Suami istri sama saja, suka menunjuk orang jika sedang bermasalah.

“Aku tidak mengada-ada, Kak. Aku menjelaskan sesuai dengan yang terjadi,” sahutku membela diri.

“Kau memang keterlaluan!” Kali ini Ibu membuka mulut dan ikut menyalahkan ku.

Ya Allah, apa sebenarnya yang terjadi? Kenapa hari ini begitu berat? Kuatkan aku, Ya Allah.

“Aku percaya sama Fira.
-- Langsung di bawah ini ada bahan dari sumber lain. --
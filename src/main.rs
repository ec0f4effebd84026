use std::path::PathBuf;

use rocket_demo::GameConfig;

fn main() {
    env_logger::Builder::from_env(env_logger::Env::default().default_filter_or("info")).init();

    let config_path = std::env::args().nth(1).map(PathBuf::from);
    let result = GameConfig::load(config_path.as_deref()).and_then(rocket_demo::run);

    if let Err(err) = result {
        log::error!("{err}");
        std::process::exit(1);
    }
}
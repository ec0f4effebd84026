//! Point lights with an orbit stage for the day/night cycle.
//!
//! A light's matrix is built in five steps, innermost first:
//!
//! 1. scale
//! 2. local rotation
//! 3. orbit offset (the radius of the orbit)
//! 4. orbit rotation
//! 5. world translation (the orbit pivot)
//!
//! so the light sits `orbit_offset` away from its pivot, swung around the
//! pivot by the orbit rotation. [`Light::orbit`] only advances step 4.

use glam::{Mat4, Quat, Vec3, Vec4};

use crate::transform::euler_to_quat;

/// RGBA with opaque alpha.
pub fn rgb(r: f32, g: f32, b: f32) -> Vec4 {
    Vec4::new(r, g, b, 1.0)
}

#[derive(Clone, Debug, PartialEq)]
pub struct Light {
    name: String,
    scale: Vec3,
    rotation: Quat,
    translation: Vec3,
    orbit: Quat,
    orbit_angles: Vec3,
    orbit_offset: Vec3,
    colour: Vec4,
    matrix: Mat4,
}

impl Light {
    /// A light at `translation` with no orbit.
    pub fn new(name: impl Into<String>, translation: Vec3, colour: Vec4) -> Self {
        let mut light = Self {
            name: name.into(),
            scale: Vec3::ONE,
            rotation: Quat::IDENTITY,
            translation,
            orbit: Quat::IDENTITY,
            orbit_angles: Vec3::ZERO,
            orbit_offset: Vec3::ZERO,
            colour,
            matrix: Mat4::IDENTITY,
        };
        light.recompute();
        light
    }

    /// A light circling `pivot` at `offset`.
    pub fn orbiting(name: impl Into<String>, pivot: Vec3, offset: Vec3, colour: Vec4) -> Self {
        let mut light = Self::new(name, pivot, colour);
        light.orbit_offset = offset;
        light.recompute();
        light
    }

    pub fn name(&self) -> &str {
        &self.name
    }

    /// Advances the orbit rotation by Euler deltas in radians.
    pub fn orbit(&mut self, delta: Vec3) {
        self.orbit = (euler_to_quat(delta) * self.orbit).normalize();
        self.orbit_angles += delta;
        self.recompute();
    }

    /// Moves the orbit offset relative to the pivot.
    pub fn orbit_translate(&mut self, delta: Vec3) {
        self.orbit_offset += delta;
        self.recompute();
    }

    pub fn translate(&mut self, delta: Vec3) {
        self.translation += delta;
        self.recompute();
    }

    pub fn rotate(&mut self, delta: Vec3) {
        self.rotation = (euler_to_quat(delta) * self.rotation).normalize();
        self.recompute();
    }

    pub fn scale_by(&mut self, delta: Vec3) {
        self.scale += delta;
        self.recompute();
    }

    pub fn set_translation(&mut self, translation: Vec3) {
        self.translation = translation;
        self.recompute();
    }

    pub fn set_colour(&mut self, colour: Vec4) {
        self.colour = colour;
    }

    pub fn colour(&self) -> Vec4 {
        self.colour
    }

    /// Accumulated orbit angles, for display.
    pub fn orbit_angles(&self) -> Vec3 {
        self.orbit_angles
    }

    pub fn matrix(&self) -> Mat4 {
        self.matrix
    }

    pub fn position(&self) -> Vec3 {
        self.matrix.w_axis.truncate()
    }

    fn recompute(&mut self) {
        self.matrix = Mat4::from_translation(self.translation)
            * Mat4::from_quat(self.orbit)
            * Mat4::from_translation(self.orbit_offset)
            * Mat4::from_quat(self.rotation)
            * Mat4::from_scale(self.scale);
    }
}

#[cfg(test)]
mod tests {
    use super::*;
    use std::f32::consts::FRAC_PI_2;

    #[test]
    fn static_light_sits_at_its_translation() {
        let light = Light::new("Engine", Vec3::new(1.0, 2.0, 3.0), rgb(0.4, 0.1, 0.1));
        assert_eq!(light.position(), Vec3::new(1.0, 2.0, 3.0));
    }

    #[test]
    fn orbit_rotates_the_offset_around_the_pivot() {
        let pivot = Vec3::new(5.0, 0.0, 0.0);
        let mut sun = Light::orbiting("Sun", pivot, Vec3::new(0.0, 85.0, 0.0), rgb(0.6, 0.4, 0.1));
        assert!(sun.position().abs_diff_eq(Vec3::new(5.0, 85.0, 0.0), 1e-4));

        // theta = -0.05 with time scale 1 and dt 1
        let theta = -0.05_f32;
        sun.orbit(Vec3::new(0.0, 0.0, theta));
        let expected = pivot + Quat::from_rotation_z(theta) * Vec3::new(0.0, 85.0, 0.0);
        assert!(sun.position().abs_diff_eq(expected, 1e-4));

        // the opposite order would rotate the pivot and leave the offset unrotated
        let wrong = Quat::from_rotation_z(theta) * pivot + Vec3::new(0.0, 85.0, 0.0);
        assert!(!sun.position().abs_diff_eq(wrong, 1e-3));
    }

    fn orbiting(height: f32) -> Light {
        let offset = Vec3::new(0.0, height, 0.0);
        Light::orbiting("Orbiter", Vec3::ZERO, offset, rgb(1.0, 1.0, 1.0))
    }

    #[test]
    fn quarter_orbit_puts_the_sun_on_the_horizon() {
        let mut sun = orbiting(10.0);
        sun.orbit(Vec3::new(0.0, 0.0, -FRAC_PI_2));
        let horizon = Vec3::new(10.0, 0.0, 0.0);
        assert!(sun.position().abs_diff_eq(horizon, 1e-4));
        assert!((sun.orbit_angles().z + FRAC_PI_2).abs() < 1e-6);
    }

    #[test]
    fn local_rotation_does_not_move_the_light() {
        let mut light = orbiting(-10.0);
        let before = light.position();
        light.rotate(Vec3::new(0.3, 0.2, 0.1));
        assert!(light.position().abs_diff_eq(before, 1e-5));
    }

    #[test]
    fn orbit_translate_changes_radius() {
        let mut light = orbiting(10.0);
        light.orbit_translate(Vec3::new(0.0, 5.0, 0.0));
        assert_eq!(light.position(), Vec3::new(0.0, 15.0, 0.0));
    }
}
use std::collections::HashSet;

use winit::event::{ElementState, WindowEvent};
use winit::keyboard::{KeyCode, PhysicalKey};

/// Keyboard state sampled once per frame by the game controller.
#[derive(Debug, Default)]
pub struct Input {
    keys_down: HashSet<KeyCode>,
    keys_pressed: HashSet<KeyCode>,
}

impl Input {
    pub fn new() -> Self {
        Self::default()
    }

    /// Clears the edge-triggered set. Call after the frame's update.
    pub fn begin_frame(&mut self) {
        self.keys_pressed.clear();
    }

    /// Applies a window event. `consumed` is true when the overlay already
    /// handled it.
    pub fn handle_event(&mut self, event: &WindowEvent, consumed: bool) {
        match event {
            WindowEvent::KeyboardInput { event, .. } => {
                if let PhysicalKey::Code(key) = event.physical_key {
                    self.handle_key(key, event.state, consumed);
                }
            }
            // keys held while the window loses focus never see a release
            WindowEvent::Focused(false) => self.keys_down.clear(),
            _ => {}
        }
    }

    /// Consumed presses are dropped. Releases always apply, otherwise a key
    /// let go over an overlay widget would stay held.
    fn handle_key(&mut self, key: KeyCode, state: ElementState, consumed: bool) {
        match state {
            ElementState::Pressed if consumed => {}
            ElementState::Pressed => self.press(key),
            ElementState::Released => self.release(key),
        }
    }

    pub fn press(&mut self, key: KeyCode) {
        if self.keys_down.insert(key) {
            self.keys_pressed.insert(key);
        }
    }

    pub fn release(&mut self, key: KeyCode) {
        self.keys_down.remove(&key);
    }

    /// Returns true if the key is currently held down.
    pub fn key_down(&self, key: KeyCode) -> bool {
        self.keys_down.contains(&key)
    }

    /// Returns true if the key went down this frame.
    pub fn key_pressed(&self, key: KeyCode) -> bool {
        self.keys_pressed.contains(&key)
    }

    pub fn shift(&self) -> bool {
        self.key_down(KeyCode::ShiftLeft) || self.key_down(KeyCode::ShiftRight)
    }

    pub fn ctrl(&self) -> bool {
        self.key_down(KeyCode::ControlLeft) || self.key_down(KeyCode::ControlRight)
    }
}

#[cfg(test)]
mod tests {
    use super::*;

    #[test]
    fn press_is_edge_triggered() {
        let mut input = Input::new();
        input.press(KeyCode::KeyS);
        assert!(input.key_pressed(KeyCode::KeyS));
        input.begin_frame();
        // auto-repeat delivers another press while held
        input.press(KeyCode::KeyS);
        assert!(input.key_down(KeyCode::KeyS));
        assert!(!input.key_pressed(KeyCode::KeyS));
    }

    #[test]
    fn release_clears_held_state() {
        let mut input = Input::new();
        input.press(KeyCode::F11);
        input.begin_frame();
        input.release(KeyCode::F11);
        assert!(!input.key_down(KeyCode::F11));
        input.press(KeyCode::F11);
        assert!(input.key_pressed(KeyCode::F11));
    }

    #[test]
    fn overlay_keeps_presses_but_not_releases() {
        let mut input = Input::new();
        input.handle_key(KeyCode::KeyS, ElementState::Pressed, true);
        assert!(!input.key_down(KeyCode::KeyS));

        input.handle_key(KeyCode::ArrowUp, ElementState::Pressed, false);
        assert!(input.key_down(KeyCode::ArrowUp));
        input.handle_key(KeyCode::ArrowUp, ElementState::Released, true);
        assert!(!input.key_down(KeyCode::ArrowUp));
    }

    #[test]
    fn modifiers_accept_either_side() {
        let mut input = Input::new();
        assert!(!input.shift() && !input.ctrl());
        input.press(KeyCode::ShiftRight);
        input.press(KeyCode::ControlLeft);
        assert!(input.shift() && input.ctrl());
    }

    #[test]
    fn focus_loss_releases_everything() {
        let mut input = Input::new();
        input.press(KeyCode::ArrowUp);
        input.press(KeyCode::ControlLeft);
        input.handle_event(&WindowEvent::Focused(false), true);
        assert!(!input.key_down(KeyCode::ArrowUp));
        assert!(!input.ctrl());
    }
}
Dia tidak mungkin kasar kalau Kak Vivi yang lebih dulu tidak sopan!” tegas Mas Arif membuat Kak Aji kembali tersulut emosi.

“Jadi kau menyalahkan istri Mas, begitu?” rahang Kak Aji mengeras, matanya melotot menatap tajam Mas Arif, seolah ingin menelannya bulat-bulat.

“Kak Vivi memang salah, Mas!” ucap Mas Arif lantang.

Kak Aji tidak terima. Tangannya mengepal, dan hendak meninju wajah Mas Arif. Dengan sigap, Mas Arif mengelak, membuat tangan Kak Aji meninju udara.

Ibu mertua berteriak melihat kedua anaknya yang terlibat perkelahian.

“Ajiiii, Ariiff, hentikan!” teriak Ibu menghentikan Mas Arif dan Kak Aji.

Mas Arif menghempaskan tangan Kak Aji yang dari tadi dicekalnya karena hendak meninjuku.

Ibu menatapku nyalang. Ekspresinya menyiratkan kebencian.

“Puas kau, melihat anakku baku pukul!” Ibu maju dan hendak menjambak rambutku. Mas Arif dengan cepat menghadang Ibu. Kesempatan itu digunakan Ibu untuk memperkeruh suasana.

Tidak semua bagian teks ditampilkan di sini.